Although Otto died in 1940 when his daughter was eight, he exerted a lifelong hold on her, inspiring her bitter tirade against him in her famous 1962 poem Daddy.

But relatively little was known about him, and this new material will offer invaluable insight into his daughter.

Apart from the investigators' report on Otto's character, the files reveal that he was detained over suspected pro-German allegiance.

He also encountered discrimination at the University of California, and was passed over for a scientific post due to his birth in East Prussia, though he moved to the US aged 15. The files also reveal that he lost a salesman job for not buying Liberty Bonds to aid the war effort, and it is implied that he had a less than wholehearted attitude towards the first world war and America.

The FBI concluded that he was "a man who makes no friends, and with whom no one is really well acquainted". But there was no evidence of disloyalty.

In the light of the second world war, Plath had mixed emotions about her father, writing in her journal in 1958: "He … heiled Hitler in the privacy of his home." She wrote in her vicious poem, Daddy: "I have always been scared of you,/ With your Luftwaffe, your gobbledygoo./ And your neat mustache/ And your Aryan eye, bright blue./ Panzer-man, panzer-man, O You-- / Not God but a swastika."

In that poem, she also vented anger at poet Ted Hughes, the husband who abandoned her and blamed her recurrent depression on her Oedipal obsession with her father.

Theirs was one of literature's great, doomed love stories.
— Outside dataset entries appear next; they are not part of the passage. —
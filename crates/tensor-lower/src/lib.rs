//! Lowering of frontend tensor graphs into the explicit core vocabulary.
//!
//! A [`spec::Function`] holds SSA instructions from both vocabularies. The `lowering` module
//! registers one pattern per frontend kind allowed by a [`conversion::LegalitySet`];
//! [`driver::apply_partial_conversion`] applies them and reports what was left behind.

pub mod conversion;
pub mod driver;
pub mod index;
pub mod ir_utils;
pub mod lowering;
pub mod passes;
pub mod pattern;
pub mod rewriter;
pub mod spec;
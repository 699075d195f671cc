use proptest::prelude::*;
use tensor_lower::lowering::{compute_slice_bounds, normalize_dim, ShapeError};

/// Indices visited by `range(len)[start:stop:step]` in Python.
fn python_slice(len: i64, start: Option<i64>, stop: Option<i64>, step: i64) -> Vec<i64> {
    let (lower, upper) = if step < 0 { (-1, len - 1) } else { (0, len) };
    let adjust = |bound: i64| {
        if bound < 0 {
            (bound + len).max(lower)
        } else {
            bound.min(upper)
        }
    };
    let start = start.map_or(if step < 0 { upper } else { lower }, adjust);
    let stop = stop.map_or(if step < 0 { lower } else { upper }, adjust);

    let mut out = Vec::new();
    let mut i = start;
    while (step > 0 && i < stop) || (step < 0 && i > stop) {
        out.push(i);
        i += step;
    }
    out
}

fn lowered_indices(len: usize, start: Option<i64>, end: Option<i64>, step: i64) -> Vec<i64> {
    let bounds = compute_slice_bounds(len, start, end, step).expect("non-zero step");
    bounds.indices().collect()
}

proptest! {
    #[test]
    fn positive_steps_match_python(
        len in 0usize..12,
        start in proptest::option::of(-20i64..20),
        end in proptest::option::of(-20i64..20),
        step in 1i64..5,
    ) {
        prop_assert_eq!(
            lowered_indices(len, start, end, step),
            python_slice(len as i64, start, end, step)
        );
    }

    #[test]
    fn negative_steps_with_in_range_start_match_python(
        len in 1usize..12,
        start_seed in 0i64..24,
        end in -30i64..30,
        step in -4i64..0,
    ) {
        let dim = len as i64;
        let start = start_seed % (2 * dim) - dim;
        prop_assert_eq!(
            lowered_indices(len, Some(start), Some(end), step),
            python_slice(dim, Some(start), Some(end), step)
        );
    }

    #[test]
    fn length_never_exceeds_extent(
        len in 0usize..16,
        start in proptest::option::of(-40i64..40),
        end in proptest::option::of(-40i64..40),
        step in 1i64..6,
    ) {
        let bounds = compute_slice_bounds(len, start, end, step).expect("non-zero step");
        prop_assert!(bounds.length <= len);
        for index in bounds.indices() {
            prop_assert!((0..len as i64).contains(&index));
        }
    }
}

#[test]
fn full_slice_is_identity() {
    let bounds = compute_slice_bounds(7, Some(0), Some(7), 1).unwrap();
    assert_eq!(bounds.offset, 0);
    assert_eq!(bounds.length, 7);
    assert_eq!(bounds.stride, 1);

    let open = compute_slice_bounds(7, None, None, 1).unwrap();
    assert_eq!(open, bounds);
}

#[test]
fn reversed_full_range_reaches_index_zero() {
    let bounds = compute_slice_bounds(5, Some(-1), Some(-6), -1).unwrap();
    assert_eq!(bounds.offset, 4);
    assert_eq!(bounds.length, 5);
    assert_eq!(bounds.indices().collect::<Vec<_>>(), vec![4, 3, 2, 1, 0]);
}

#[test]
fn out_of_range_bounds_are_clamped() {
    let bounds = compute_slice_bounds(4, Some(-100), Some(100), 2).unwrap();
    assert_eq!(bounds.indices().collect::<Vec<_>>(), vec![0, 2]);

    let empty = compute_slice_bounds(4, Some(3), Some(1), 1).unwrap();
    assert_eq!(empty.length, 0);
}

#[test]
fn zero_step_is_rejected() {
    assert_eq!(
        compute_slice_bounds(4, None, None, 0),
        Err(ShapeError::ZeroStep)
    );
}

#[test]
fn normalize_dim_wraps_negative_axes_once() {
    assert_eq!(normalize_dim(-1, 3), Ok(2));
    assert_eq!(normalize_dim(2, 3), Ok(2));
    assert!(matches!(
        normalize_dim(-4, 3),
        Err(ShapeError::InvalidDim { dim: -4, rank: 3 })
    ));
    assert!(normalize_dim(3, 3).is_err());
}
Plath took her own life in 1963, having left food for her sleeping children. Some Plath fans blamed Hughes for her suicide.

Months before he died in 1998, Hughes, a poet laureate, broke his silence on their marriage with his collection of poems, Birthday Letters.
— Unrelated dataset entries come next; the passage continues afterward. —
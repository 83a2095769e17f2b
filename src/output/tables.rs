use comfy_table::modifiers::UTF8_ROUND_CORNERS;
use comfy_table::presets::UTF8_FULL;
use comfy_table::{Cell, Color as TableColor, ContentArrangement, Table};

use super::styling::format_duration;

/// Table and cell creation helpers
pub fn create_table(headers: &[&str]) -> Table {
    let mut table = Table::new();
    table
        .load_preset(UTF8_FULL)
        .apply_modifier(UTF8_ROUND_CORNERS)
        .set_content_arrangement(ContentArrangement::Dynamic)
        .set_header(headers.iter().map(|h| Cell::new(h).fg(TableColor::Cyan)));
    table
}

pub fn state_cell(state: &str) -> Cell {
    let color = match state {
        "open" | "success" | "passed" => TableColor::Green,
        "merged" => TableColor::Magenta,
        "failed" | "canceled" => TableColor::Red,
        "closed" => TableColor::DarkGrey,
        _ => TableColor::Yellow,
    };
    Cell::new(state).fg(color)
}

pub fn duration_cell(seconds: u64) -> Cell {
    let text = format_duration(seconds);
    if seconds <= 600 {
        Cell::new(text).fg(TableColor::Green)
    } else if seconds <= 900 {
        Cell::new(text).fg(TableColor::Yellow)
    } else {
        Cell::new(text).fg(TableColor::Red)
    }
}

/// Truncates long free text for a table column.
pub fn truncate(text: &str, max_chars: usize) -> String {
    let mut chars = text.chars();
    let head: String = chars.by_ref().take(max_chars).collect();
    if chars.next().is_some() {
        format!("{}…", head.trim_end())
    } else {
        head
    }
}

#[cfg(test)]
mod tests {
    use super::*;

    #[test]
    fn truncates_on_char_boundaries() {
        assert_eq!(truncate("short", 10), "short");
        assert_eq!(truncate("привет мир", 6), "привет…");
    }

    #[test]
    fn table_has_headers() {
        let mut table = create_table(&["ID", "TITLE"]);
        table.add_row(vec![Cell::new("1"), state_cell("open")]);
        let rendered = table.to_string();
        assert!(rendered.contains("TITLE"));
        assert!(rendered.contains("open"));
    }
}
The FBI files, headed "Pro-German", recorded that, as an "alien enemy", Otto lost teaching positions, having graduated from Northwestern College and the University of Washington, Seattle. Later however, he did obtain positions.

In one passage, they noted: "He has stated … that he will return to Germany after the War, and seems to have assumed a rather pro-German attitude towards [it] on account of losing his positions." But later they commented he had "a rather indifferent attitude" and mentioned a denial of saying he would go back to Germany after the war.
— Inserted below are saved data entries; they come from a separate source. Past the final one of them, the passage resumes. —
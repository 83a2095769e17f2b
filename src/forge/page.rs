//! HAL-style list envelopes.
//!
//! List endpoints wrap their items as `{"_embedded": {"<key>": [...]}, "page": {...}}`.
//! An empty result frequently omits `_embedded` entirely, and a few endpoints
//! answer with a bare array instead; both are accepted here.

use serde::de::DeserializeOwned;
use serde::{Deserialize, Serialize};
use serde_json::Value;

#[derive(Debug, Clone, Copy, Default, PartialEq, Eq, Serialize, Deserialize)]
#[serde(rename_all = "camelCase")]
pub struct PageInfo {
    #[serde(default)]
    pub size: u64,
    #[serde(default)]
    pub total_elements: u64,
    #[serde(default)]
    pub total_pages: u64,
    #[serde(default)]
    pub number: u64,
}

/// Items of one list response plus its pagination block, if any.
#[derive(Debug, Clone)]
pub struct Paged<T> {
    pub items: Vec<T>,
    pub page: Option<PageInfo>,
}

impl<T> Paged<T> {
    pub fn total(&self) -> u64 {
        self.page
            .map(|p| p.total_elements)
            .unwrap_or(self.items.len() as u64)
    }
}

#[derive(Deserialize)]
struct Envelope {
    #[serde(rename = "_embedded", default)]
    embedded: Option<serde_json::Map<String, Value>>,
    #[serde(default)]
    page: Option<PageInfo>,
}

/// Unwraps the list stored under `_embedded.<key>`.
pub fn unwrap_list<T: DeserializeOwned>(body: Value, key: &str) -> Result<Paged<T>, serde_json::Error> {
    if body.is_array() {
        return Ok(Paged {
            items: serde_json::from_value(body)?,
            page: None,
        });
    }

    let envelope: Envelope = serde_json::from_value(body)?;
    let items = match envelope.embedded.and_then(|mut map| map.remove(key)) {
        Some(list) => serde_json::from_value(list)?,
        None => Vec::new(),
    };

    Ok(Paged {
        items,
        page: envelope.page,
    })
}

#[cfg(test)]
mod tests {
    use super::*;
    use serde_json::json;

    #[derive(Debug, Deserialize, PartialEq)]
    struct Item {
        name: String,
    }

    #[test]
    fn unwraps_embedded_list() {
        let body = json!({
            "_embedded": {"branchList": [{"name": "main"}, {"name": "dev"}]},
            "page": {"size": 20, "totalElements": 2, "totalPages": 1, "number": 0}
        });
        let paged: Paged<Item> = unwrap_list(body, "branchList").unwrap();
        assert_eq!(paged.items.len(), 2);
        assert_eq!(paged.items[1].name, "dev");
        assert_eq!(paged.total(), 2);
    }

    #[test]
    fn missing_embedded_is_empty() {
        let body = json!({"page": {"size": 20, "totalElements": 0, "totalPages": 0, "number": 0}});
        let paged: Paged<Item> = unwrap_list(body, "branchList").unwrap();
        assert!(paged.items.is_empty());
        assert_eq!(paged.total(), 0);
    }

    #[test]
    fn accepts_bare_arrays() {
        let paged: Paged<Item> = unwrap_list(json!([{"name": "v1"}]), "releaseTagModelList").unwrap();
        assert_eq!(paged.items, vec![Item { name: "v1".into() }]);
        assert!(paged.page.is_none());
        assert_eq!(paged.total(), 1);
    }
}
use anyhow::Result;
use clap::Subcommand;
use comfy_table::Cell;

use super::context::ensure_confirmed;
use super::Context;
use crate::forge::services::{EventSet, NewWebhook, Webhook, WebhookPatch};
use crate::output::{self, bold, create_table, dim};

#[derive(Subcommand, Debug)]
pub enum WebhookCommand {
    /// List webhooks
    #[command(alias = "ls")]
    List,
    /// Show one webhook
    View { id: String },
    /// Add a webhook
    Create {
        /// Payload URL
        url: String,

        /// Event groups, comma separated (push, tag, branch, merge-request, discussion,
        /// issue, pipeline, release, collaborator, project)
        #[arg(short, long, value_delimiter = ',', required = true)]
        events: Vec<String>,

        /// Shared secret sent with each delivery
        #[arg(short, long)]
        secret: Option<String>,
    },
    /// Change a webhook's URL, secret or events
    Edit {
        id: String,

        #[arg(short, long)]
        url: Option<String>,

        #[arg(short, long, value_delimiter = ',')]
        events: Option<Vec<String>>,

        #[arg(short, long)]
        secret: Option<String>,
    },
    /// Remove a webhook
    Delete {
        id: String,

        #[arg(short, long)]
        yes: bool,
    },
}

pub async fn run(ctx: &mut Context, command: &WebhookCommand) -> Result<()> {
    let repo = ctx.repo().await?;
    let hooks = ctx.client.webhooks(&repo);

    match command {
        WebhookCommand::List => {
            let list = hooks.list(&ctx.cancel).await?;
            ctx.emit(&list, |list| {
                print_list(list);
                Ok(())
            })
        }
        WebhookCommand::View { id } => {
            let hook = hooks.get(&ctx.cancel, id).await?;
            ctx.emit(&hook, |hook| {
                println!("{} {}", bold(&hook.url), dim(&hook.id));
                println!("Events: {}", hook.events.groups().join(", "));
                println!("Secret: {}", if hook.secret.is_some() { "set" } else { "none" });
                Ok(())
            })
        }
        WebhookCommand::Create { url, events, secret } => {
            let new = NewWebhook {
                url: url.clone(),
                secret: secret.clone(),
                events: EventSet::from_groups(events.as_slice())?,
            };
            let hook = hooks.create(&ctx.cancel, &new).await?;
            output::success(format!("Created webhook {}", hook.id));
            Ok(())
        }
        WebhookCommand::Edit { id, url, events, secret } => {
            let patch = WebhookPatch {
                url: url.clone(),
                secret: secret.clone(),
                events: events.as_deref().map(EventSet::from_groups).transpose()?,
            };
            hooks.update(&ctx.cancel, id, &patch).await?;
            output::success(format!("Updated webhook {id}"));
            Ok(())
        }
        WebhookCommand::Delete { id, yes } => {
            ensure_confirmed(*yes, &format!("Delete webhook {id} in {repo}?"))?;
            hooks.delete(&ctx.cancel, id).await?;
            output::success(format!("Deleted webhook {id}"));
            Ok(())
        }
    }
}

fn print_list(list: &[Webhook]) {
    if list.is_empty() {
        println!("{}", dim("No webhooks"));
        return;
    }
    let mut table = create_table(&["ID", "URL", "EVENTS"]);
    for hook in list {
        table.add_row(vec![
            Cell::new(&hook.id),
            Cell::new(&hook.url),
            Cell::new(hook.events.groups().join(", ")),
        ]);
    }
    println!("{table}");
}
He also told investigators that his parents came to the US "because of the better conditions" but defended his homeland, saying: "Some things are rotten in Germany, but not all; that the German people and their character is not altogether rotten."

FBI officers reported "his brooding over the bad luck he is having making a living" due to his nationality and that he felt persecuted.

The FBI files will be revealed in October at an international Plath symposium at Indiana university, Bloomington, a leading research centre boasting an important Plath archive.

Academics to attend include Peter K Steinberg, who unearthed the files. Recalling his first reading, he said: "For me, as a Plath scholar, it was all new."

On Otto's morbid tendencies, he said: "Certainly people in general will want to read this as evidence or proof of the conditions that ailed Plath."

He passed the files to his colleague, Heather Clark, who is writing a Plath biography and who will present a paper on them at the symposium. She said: "We were both amazed that these existed … [Plath] had a conflicted attitude towards her own German-Austrian identity." Her mother was of Austrian descent. She added: "It helps explain this … hard-driving, intense immigrant work ethic that Plath in some ways inherited … People talk about her perfectionism as being almost part of her neurosis."

She dismisses the suggestion that Otto had Nazi sympathies: "He was a pacifist … Maybe [Sylvia] was misremembering, or angry towards him."

The FBI investigators reported information gleaned from their interviews with academics and others who knew Otto: "His scientific work is excellent." They said that he was turned down for an assistant's role partly because "he has not the personality that is required of an instructor at the University, being very nervous and not being able to interest students".

Steinberg noted the irony of his "not being unable to connect with students" given that he married one of them, Aurelia Plath, 14 years later.